While under fire, Street Fighters must intuitively remember geometric angles and how angles create both perils and benefits. Street Fighters understand there are two sorts of angles: angles of attack and angles of exposure. An angle of attack is an angle of ground that is covered by either our muzzle or a buddy's muzzle. An angle of exposure is an angle from which our opponent can assault us. These two types of angles are pervasive in every tactical situation we may encounter: however, if we are under fire from an active shooter in a confined space, angles become obviously more consequential because they restrict our reaction time to respond to an immediate threat. Having an eyeball on the active shooter can make the difference to your living or dying.
You Freeze. You are ensconced behind a substantial piece of cover: an inferno of explosions, smoke, bloodcurdling screams and a fusillade of whizzing 7.62x39 bullets fired by the active shooter buzz close by your head. Your teammates are depending on you to return accurate fire. You know by exposing yourself there is a good chance the next burst of fire will punch your ticket to Valhalla. As you start to roll around cover a snapshot of your loved ones flashes into your brain housing group. You Freeze.
The Street Fighter must delete this picture. Think of your mind as an old, out of date slide projector. You must insert a fresh slide into your thought process, a completely different image
In the Seventh volume of the Hebrew Bible, the Book of Judges: "He should place his soul in his hands, and not fear or worry, or think about his wife or children. Instead, he should erase their memory from his mind and focus completely on the battle."
When you are frightened you are substituting a negative into your brain bucket. Not good. Suck it up, roll out from behind cover, acquire a sight picture and get on the trigger.
Confronting an active shooter, there is only one rule for survival. One rule, which sometimes means the difference between walking away and being carried away. One rule, which goes deeply into combat strategy: don't stop hitting until they are incapable of hitting you. Gunfights are fast paced, and slow thinkers pay with their lives. You must still that inner voice that fills your mind with doubts and visions of impending death.
In a gunbattle our real enemy is fear and not the bullet. When our mind is gripped by fear our body is captured by inertia which is fears Siamese twin.

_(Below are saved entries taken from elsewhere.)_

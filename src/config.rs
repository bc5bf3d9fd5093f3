use std::sync::Arc;
use std::time::Duration;

use crate::apis::google_patents::{self, DirectSearchClient, GooglePatents, SerpApiClient};
use crate::apis::retry::RetryPolicy;
use crate::apis::{arxiv, patentsview, rss, semantic_scholar, SourceError};
use crate::summarize::{ChatSummarizer, Summarizer, TemplateSummarizer};

const DEFAULT_TIMEOUT_SECS: u64 = 10;
const SERPAPI_TIMEOUT: Duration = Duration::from_secs(15);
const OPENAI_BASE_URL: &str = "https://api.openai.com/v1";
const DEFAULT_OPENAI_MODEL: &str = "gpt-4o-mini";
const DEFAULT_OLLAMA_BASE_URL: &str = "http://localhost:11434";
const DEFAULT_OLLAMA_MODEL: &str = "llama3.2";

/// Upstream base URLs. Overridable so tests can point clients at a mock server.
#[derive(Debug, Clone)]
pub struct Endpoints {
    pub arxiv: Vec<String>,
    pub semantic_scholar: String,
    pub patentsview: String,
    pub serpapi: String,
    pub uspto_direct: String,
    pub openai: String,
}

impl Default for Endpoints {
    fn default() -> Self {
        Self {
            arxiv: arxiv::DEFAULT_ENDPOINTS.iter().map(|s| s.to_string()).collect(),
            semantic_scholar: semantic_scholar::BASE_URL.to_string(),
            patentsview: patentsview::BASE_URL.to_string(),
            serpapi: google_patents::SERPAPI_URL.to_string(),
            uspto_direct: google_patents::USPTO_DIRECT_URL.to_string(),
            openai: OPENAI_BASE_URL.to_string(),
        }
    }
}

/// Which backend writes paper summaries.
#[derive(Clone, PartialEq)]
pub enum LlmBackend {
    OpenAi { api_key: String, model: String },
    Ollama { base_url: String, model: String },
    Template,
}

impl std::fmt::Debug for LlmBackend {
    fn fmt(&self, f: &mut std::fmt::Formatter<'_>) -> std::fmt::Result {
        match self {
            Self::OpenAi { model, .. } => f
                .debug_struct("OpenAi")
                .field("api_key", &"<redacted>")
                .field("model", model)
                .finish(),
            Self::Ollama { base_url, model } => f
                .debug_struct("Ollama")
                .field("base_url", base_url)
                .field("model", model)
                .finish(),
            Self::Template => f.write_str("Template"),
        }
    }
}

/// Server configuration, read once at startup and handed to every client.
#[derive(Debug, Clone)]
pub struct Config {
    pub serpapi_key: Option<String>,
    pub semantic_scholar_api_key: Option<String>,
    pub llm: LlmBackend,
    pub timeout: Duration,
    pub retry: RetryPolicy,
    pub endpoints: Endpoints,
}

impl Default for Config {
    fn default() -> Self {
        Self {
            serpapi_key: None,
            semantic_scholar_api_key: None,
            llm: LlmBackend::Template,
            timeout: Duration::from_secs(DEFAULT_TIMEOUT_SECS),
            retry: RetryPolicy::default(),
            endpoints: Endpoints::default(),
        }
    }
}

impl Config {
    /// Load configuration from environment variables.
    pub fn from_env() -> Self {
        Self::from_lookup(|key| std::env::var(key).ok())
    }

    /// Load configuration through `lookup`; blank values count as unset.
    pub fn from_lookup(lookup: impl Fn(&str) -> Option<String>) -> Self {
        let var = |key: &str| lookup(key).map(|v| v.trim().to_string()).filter(|v| !v.is_empty());

        let llm = match var("LLM_TYPE").as_deref().unwrap_or("openai") {
            "ollama" => LlmBackend::Ollama {
                base_url: var("OLLAMA_BASE_URL").unwrap_or_else(|| DEFAULT_OLLAMA_BASE_URL.into()),
                model: var("OLLAMA_MODEL").unwrap_or_else(|| DEFAULT_OLLAMA_MODEL.into()),
            },
            "openai" => match var("OPENAI_API_KEY") {
                Some(api_key) => LlmBackend::OpenAi {
                    api_key,
                    model: var("OPENAI_MODEL").unwrap_or_else(|| DEFAULT_OPENAI_MODEL.into()),
                },
                None => LlmBackend::Template,
            },
            _ => LlmBackend::Template,
        };

        let timeout = var("RESEARCH_FEED_TIMEOUT_SECS")
            .and_then(|v| v.parse::<u64>().ok())
            .filter(|secs| *secs > 0)
            .map(Duration::from_secs)
            .unwrap_or(Duration::from_secs(DEFAULT_TIMEOUT_SECS));

        Self {
            serpapi_key: var("SERPAPI_KEY"),
            semantic_scholar_api_key: var("SEMANTIC_SCHOLAR_API_KEY"),
            llm,
            timeout,
            ..Self::default()
        }
    }

    pub fn build_arxiv(&self) -> Result<arxiv::ArxivClient, SourceError> {
        arxiv::ArxivClient::new(self.endpoints.arxiv.clone(), self.retry.clone(), self.timeout)
    }

    pub fn build_semantic_scholar(
        &self,
    ) -> Result<semantic_scholar::SemanticScholarClient, SourceError> {
        semantic_scholar::SemanticScholarClient::new(
            self.endpoints.semantic_scholar.clone(),
            self.semantic_scholar_api_key.clone(),
            self.timeout,
        )
    }

    /// SerpApi when a key is configured, otherwise the direct USPTO search.
    pub fn build_google_patents(&self) -> Result<GooglePatents, SourceError> {
        let patents = match &self.serpapi_key {
            Some(key) => GooglePatents::SerpApi(SerpApiClient::new(
                self.endpoints.serpapi.clone(),
                key.clone(),
                SERPAPI_TIMEOUT,
            )?),
            None => {
                tracing::warn!("SerpApi key not found, using direct search");
                GooglePatents::Direct(DirectSearchClient::new(
                    self.endpoints.uspto_direct.clone(),
                    self.timeout,
                )?)
            }
        };
        tracing::info!("Google Patents strategy: {}", patents.strategy());
        Ok(patents)
    }

    pub fn build_patentsview(&self) -> Result<patentsview::PatentsViewClient, SourceError> {
        patentsview::PatentsViewClient::new(self.endpoints.patentsview.clone(), self.timeout)
    }

    pub fn build_rss(&self) -> Result<rss::RssClient, SourceError> {
        rss::RssClient::new(self.timeout)
    }

    pub fn build_summarizer(&self) -> Result<Arc<dyn Summarizer>, SourceError> {
        Ok(match &self.llm {
            LlmBackend::OpenAi { api_key, model } => Arc::new(ChatSummarizer::new(
                "OpenAI",
                self.endpoints.openai.clone(),
                api_key.clone(),
                model.clone(),
                self.timeout,
            )?),
            LlmBackend::Ollama { base_url, model } => Arc::new(ChatSummarizer::new(
                "Ollama",
                format!("{}/v1", base_url.trim_end_matches('/')),
                "ollama",
                model.clone(),
                self.timeout,
            )?),
            LlmBackend::Template => Arc::new(TemplateSummarizer),
        })
    }

    /// Return a list of provider status descriptions.
    pub fn source_status(&self) -> Vec<SourceStatus> {
        vec![
            SourceStatus { name: "arxiv".into(), enabled: true, note: "Primary paper source, no API key required".into() },
            SourceStatus { name: "semantic_scholar".into(), enabled: true,
                note: if self.semantic_scholar_api_key.is_some() { "Fallback paper source, API key set".into() } else { "Fallback paper source, no API key (rate limited)".into() } },
            SourceStatus { name: "google_patents".into(), enabled: true,
                note: if self.serpapi_key.is_some() { "SerpApi key set".into() } else { "Direct USPTO search (limited functionality)".into() } },
            SourceStatus { name: "patentsview".into(), enabled: true, note: "Patent top-up source, no API key required".into() },
            SourceStatus { name: "rss".into(), enabled: true, note: "Caller-supplied feeds".into() },
            SourceStatus { name: "summarizer".into(), enabled: true,
                note: match &self.llm {
                    LlmBackend::OpenAi { model, .. } => format!("OpenAI ({})", model),
                    LlmBackend::Ollama { base_url, model } => format!("Ollama ({} at {})", model, base_url),
                    LlmBackend::Template => "Template summaries (no LLM configured)".into(),
                } },
        ]
    }
}

#[derive(Debug, Clone, serde::Serialize)]
pub struct SourceStatus {
    pub name: String,
    pub enabled: bool,
    pub note: String,
}

#[cfg(test)]
mod tests {
    use super::*;
    use std::collections::HashMap;

    fn config(vars: &[(&str, &str)]) -> Config {
        let vars: HashMap<String, String> = vars
            .iter()
            .map(|(k, v)| (k.to_string(), v.to_string()))
            .collect();
        Config::from_lookup(|key| vars.get(key).cloned())
    }

    #[test]
    fn test_defaults() {
        let c = config(&[]);
        assert_eq!(c.llm, LlmBackend::Template);
        assert_eq!(c.timeout, Duration::from_secs(10));
        assert!(c.serpapi_key.is_none());
        assert_eq!(c.endpoints.arxiv.len(), 2);
        assert!(c.endpoints.arxiv[0].starts_with("http://"));
        assert!(c.endpoints.arxiv[1].starts_with("https://"));
    }

    #[test]
    fn test_llm_backend_selection() {
        assert_eq!(
            config(&[("OPENAI_API_KEY", "sk")]).llm,
            LlmBackend::OpenAi { api_key: "sk".into(), model: "gpt-4o-mini".into() }
        );
        assert_eq!(
            config(&[("LLM_TYPE", "ollama"), ("OLLAMA_MODEL", "mistral")]).llm,
            LlmBackend::Ollama { base_url: "http://localhost:11434".into(), model: "mistral".into() }
        );
        assert_eq!(config(&[("LLM_TYPE", "openai"), ("OPENAI_API_KEY", " ")]).llm, LlmBackend::Template);
        assert_eq!(config(&[("LLM_TYPE", "dummy"), ("OPENAI_API_KEY", "sk")]).llm, LlmBackend::Template);
    }

    #[test]
    fn test_patent_strategy_follows_serpapi_key() {
        let direct = config(&[("SERPAPI_KEY", "")]).build_google_patents().unwrap();
        assert_eq!(direct.strategy(), "direct");
        let serp = config(&[("SERPAPI_KEY", "abc")]).build_google_patents().unwrap();
        assert_eq!(serp.strategy(), "serpapi");
    }

    #[test]
    fn test_timeout_override() {
        assert_eq!(config(&[("RESEARCH_FEED_TIMEOUT_SECS", "3")]).timeout, Duration::from_secs(3));
        assert_eq!(config(&[("RESEARCH_FEED_TIMEOUT_SECS", "zero")]).timeout, Duration::from_secs(10));
    }

    #[test]
    fn test_source_status_reports_modes() {
        let statuses = config(&[("SERPAPI_KEY", "abc")]).source_status();
        let patents = statuses.iter().find(|s| s.name == "google_patents").unwrap();
        assert_eq!(patents.note, "SerpApi key set");
        let summarizer = statuses.iter().find(|s| s.name == "summarizer").unwrap();
        assert!(summarizer.note.starts_with("Template"));
    }

    #[test]
    fn test_api_key_is_redacted_in_debug() {
        let c = config(&[("OPENAI_API_KEY", "sk-very-secret")]);
        assert!(!format!("{:?}", c).contains("sk-very-secret"));
    }
}
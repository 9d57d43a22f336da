/// Reserved API-key value for subscriptions created without an API key.
pub const PUBLIC_KEY: &str = "public";

/// A live mapping from a connection and an API key (or `"public"`) to a
/// topic, causing that topic's notifications to be delivered to that
/// connection.
///
/// A subscription is a value triple with no identity beyond its fields:
/// no two live subscriptions share the same `(connection, api_key, topic)`
/// combination, and the registry indexes store the triple itself.
#[derive(Debug, Clone, PartialEq, Eq, Hash)]
pub struct Subscription {
    /// Identifier of the connection this subscription delivers to.
    pub connection: String,
    /// The API key the subscription was created under, or `"public"`.
    pub api_key: String,
    /// The topic, a string beginning with `/`.
    pub topic: String,
}

impl Subscription {
    pub fn new(connection: &str, api_key: &str, topic: &str) -> Self {
        Self {
            connection: connection.to_string(),
            api_key: api_key.to_string(),
            topic: topic.to_string(),
        }
    }

    /// Whether this subscription was created without an API key.
    pub fn is_public(&self) -> bool {
        self.api_key == PUBLIC_KEY
    }
}
//! The `transport` module is responsible for handling network
//! communication with clients over WebSockets.
//!
//! It owns the listener: PROXY protocol and TLS preambles, the plain HTTP
//! routes (`/health`, dev-mode `/ingest`), the WebSocket handshake with
//! its API-key extraction, and the per-connection reader/writer tasks that
//! bridge sockets to the registry.

pub mod accept;
pub mod websocket;

pub use websocket::{run_server, ServerState};
use std::net::SocketAddr;
use std::sync::Arc;

use futures_util::stream::SplitSink;
use futures_util::{SinkExt, StreamExt};
use tokio::io::{AsyncRead, AsyncWrite};
use tokio::net::{TcpListener, TcpStream};
use tokio::sync::mpsc::{self, UnboundedReceiver};
use tokio_rustls::TlsAcceptor;
use tokio_tungstenite::tungstenite::handshake::server::{Request, Response};
use tokio_tungstenite::{accept_hdr_async, WebSocketStream};
use tokio_util::sync::CancellationToken;
use tracing::{debug, info, warn};
use tungstenite::protocol::frame::coding::CloseCode;
use tungstenite::protocol::frame::CloseFrame;
use tungstenite::protocol::Message as WsMessage;

use crate::config::Settings;
use crate::identity::{IdentityResolver, ResolverError};
use crate::ingest::IngestHandle;
use crate::protocol::{self, ServerMessage};
use crate::registry::SharedRegistry;
use crate::transport::accept::{self, Rewind, Route};
use crate::utils::error::{truncate_reason, CLOSE_FORBIDDEN, CLOSE_INTERNAL};

/// Reason used for upstream failures outside dev mode.
const GENERIC_UPSTREAM_REASON: &str = "Error connecting to server";

/// Everything a connection task needs, shared across the listener.
pub struct ServerState {
    pub registry: SharedRegistry,
    pub resolver: Arc<dyn IdentityResolver>,
    pub settings: Settings,
    /// Injection handle for the in-memory ingest source; set in dev mode
    /// and used by `POST /ingest`.
    pub ingest: Option<IngestHandle>,
    pub tls: Option<TlsAcceptor>,
}

/// Accept loop. Each connection runs in its own task; the loop stops when
/// the shutdown token fires.
pub async fn run_server(
    listener: TcpListener,
    state: Arc<ServerState>,
    shutdown: CancellationToken,
) {
    loop {
        tokio::select! {
            _ = shutdown.cancelled() => break,
            accepted = listener.accept() => match accepted {
                Ok((stream, peer)) => {
                    let state = state.clone();
                    tokio::spawn(async move {
                        if let Err(e) = handle_socket(stream, peer, state).await {
                            debug!("connection from {} ended: {}", peer, e);
                        }
                    });
                }
                Err(e) => warn!("accept failed: {}", e),
            },
        }
    }
    info!("listener stopped");
}

async fn handle_socket(
    mut tcp: TcpStream,
    peer: SocketAddr,
    state: Arc<ServerState>,
) -> anyhow::Result<()> {
    let (remote, leftover) = if state.settings.server.proxy_protocol {
        accept::read_proxy_header(&mut tcp).await?
    } else {
        (peer.to_string(), Vec::new())
    };
    let stream = Rewind::new(leftover, tcp);
    let acceptor = state.tls.clone();
    match acceptor {
        Some(acceptor) => serve_stream(acceptor.accept(stream).await?, remote, state).await,
        None => serve_stream(stream, remote, state).await,
    }
}

async fn serve_stream<S>(mut stream: S, remote: String, state: Arc<ServerState>) -> anyhow::Result<()>
where
    S: AsyncRead + AsyncWrite + Unpin + Send + 'static,
{
    let head = accept::read_request_head(&mut stream).await?;
    match accept::route_request(&head) {
        Route::Health => {
            accept::respond(&mut stream, 200, "OK", "OK").await?;
            Ok(())
        }
        Route::Ingest => {
            match (&state.ingest, accept::content_length(&head)) {
                (Some(handle), Some(length)) => {
                    let body = accept::read_body(&mut stream, &head, length).await?;
                    handle.publish(&String::from_utf8_lossy(&body));
                    accept::respond(&mut stream, 200, "OK", "OK").await?;
                }
                _ => {
                    accept::respond(&mut stream, 404, "Not Found", "Not Found").await?;
                }
            }
            Ok(())
        }
        Route::WebSocketUpgrade => {
            websocket_session(Rewind::new(head, stream), remote, state).await
        }
        Route::Unknown => {
            accept::respond(&mut stream, 405, "Method Not Allowed", "Method Not Allowed").await?;
            Ok(())
        }
    }
}

/// The API key offered at handshake, from the `key` query parameter or the
/// `X-API-Key` header.
fn extract_api_key(request: &Request) -> Option<String> {
    if let Some(query) = request.uri().query() {
        for pair in query.split('&') {
            if let Some(value) = pair.strip_prefix("key=") {
                if !value.is_empty() {
                    return Some(value.to_string());
                }
            }
        }
    }
    request
        .headers()
        .get("X-API-Key")
        .and_then(|v| v.to_str().ok())
        .map(|v| v.to_string())
}

fn close_message(code: u16, reason: &str) -> WsMessage {
    WsMessage::Close(Some(CloseFrame {
        code: CloseCode::from(code),
        reason: truncate_reason(reason).into(),
    }))
}

/// One WebSocket session, from handshake to deregistration.
///
/// The key, if any, is resolved before the connection is registered, so an
/// authorization or upstream failure closes the socket without ever
/// touching the registry.
async fn websocket_session<S>(
    stream: Rewind<S>,
    remote: String,
    state: Arc<ServerState>,
) -> anyhow::Result<()>
where
    S: AsyncRead + AsyncWrite + Unpin + Send + 'static,
{
    let mut api_key: Option<String> = None;
    let ws = accept_hdr_async(stream, |request: &Request, response: Response| {
        api_key = extract_api_key(request);
        Ok(response)
    })
    .await?;
    let (sink, mut reader) = ws.split();
    let (tx, rx) = mpsc::unbounded_channel::<WsMessage>();
    let writer = tokio::spawn(write_loop(sink, rx));

    let resolved = match &api_key {
        Some(key) => match state.resolver.topics_for_key(key).await {
            Ok(topics) => Some(topics),
            Err(err) => {
                let (code, reason) = match err {
                    ResolverError::Unauthorized => {
                        (CLOSE_FORBIDDEN, "Invalid API key".to_string())
                    }
                    ResolverError::Upstream(msg) if state.settings.dev => (CLOSE_INTERNAL, msg),
                    ResolverError::Upstream(_) => {
                        (CLOSE_INTERNAL, GENERIC_UPSTREAM_REASON.to_string())
                    }
                };
                let _ = tx.send(close_message(code, &reason));
                drop(tx);
                let _ = writer.await;
                return Ok(());
            }
        },
        None => None,
    };

    let retry_ms = state.settings.stream.retry_time * 1000;
    let conn_id = {
        let mut reg = state.registry.lock().unwrap();
        let conn_id = reg.register_connection(tx.clone(), &remote, resolved.is_some());
        match (&api_key, &resolved) {
            (Some(key), Some(topics)) => {
                for topic in topics {
                    reg.add_subscription(&conn_id, key, topic);
                }
                reg.send_event(
                    &conn_id,
                    &ServerMessage::Connected {
                        retry: retry_ms,
                        connection_id: None,
                        topics: Some(topics.clone()),
                    },
                );
            }
            _ => {
                reg.send_event(
                    &conn_id,
                    &ServerMessage::Connected {
                        retry: retry_ms,
                        connection_id: Some(conn_id.clone()),
                        topics: None,
                    },
                );
            }
        }
        conn_id
    };
    // the registry and keepalive hold their own senders now
    drop(tx);

    while let Some(frame) = reader.next().await {
        match frame {
            Ok(WsMessage::Text(text)) => {
                if let Err(err) =
                    protocol::handle_message(&state.registry, &state.resolver, &conn_id, &text)
                        .await
                {
                    let reason = if err.code == CLOSE_INTERNAL && !state.settings.dev {
                        GENERIC_UPSTREAM_REASON.to_string()
                    } else {
                        err.reason
                    };
                    state
                        .registry
                        .lock()
                        .unwrap()
                        .close_connection(&conn_id, err.code, &reason);
                    break;
                }
            }
            Ok(WsMessage::Close(_)) | Err(_) => break,
            Ok(_) => {}
        }
    }

    state.registry.lock().unwrap().deregister_connection(&conn_id);
    let _ = writer.await;
    Ok(())
}

/// Drains one connection's outbound channel into its WebSocket sink,
/// preserving dispatch order. Ends when the channel closes or after a
/// close frame is written.
async fn write_loop<S>(
    mut sink: SplitSink<WebSocketStream<Rewind<S>>, WsMessage>,
    mut rx: UnboundedReceiver<WsMessage>,
) where
    S: AsyncRead + AsyncWrite + Unpin,
{
    while let Some(message) = rx.recv().await {
        let closing = matches!(message, WsMessage::Close(_));
        if sink.send(message).await.is_err() {
            break;
        }
        if closing {
            break;
        }
    }
    let _ = sink.close().await;
}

When the Street Fighter arrives at the scene of an active shooter he must immediately become proactive. He must position his teammates so as to apply sufficient pressure on the predator to change his goal from killing to self-preservation and from self-preservation to retreat or suicide.
The tactics employed by Street Fighters are not for our personal safety but to allow us to get as many gun muzzles on the threat in the fastest time possible. Pressure on the killer is placed by accurate gunfire, team movement, shutting down of escape routes and channeling his escape into pre-established kill boxes. The LEOs mission is to locate and terminate the threat, not allowing him to continue killing. It is not to deescalate and negotiate.
Gunfighting is about simplicity, speed and accuracy. The more you overcomplicate things, the more room you leave for mistakes. If you make a mistake in a gunbattle it could be the last mistake you make in your life.
It is necessary we stand for other people. Life is not always about us for it is our responsibility to protect and defend those who cannot help and defend themselves; this is the foundation to becoming a Street Fighter. We train arduously so we can better serve. How good does a Street Fighter have to be? You can never be good enough.
The Street Fighter has the capacity to overcome hurt, tiredness and injury with an iron will when he is in the race to stop by use of deadly force the goal of an active shooter, which is to rack up the highest body count. While braving gunfire, facing ruthless conditions, the Street Fighter's attitude is all that stands between life and death. Street Fighters choose duty over safety, love of country over the easy life, honor over complacency, and commitment to a principal over their own security. Street Fighters possess a single-minded clarity of purpose. God and Country.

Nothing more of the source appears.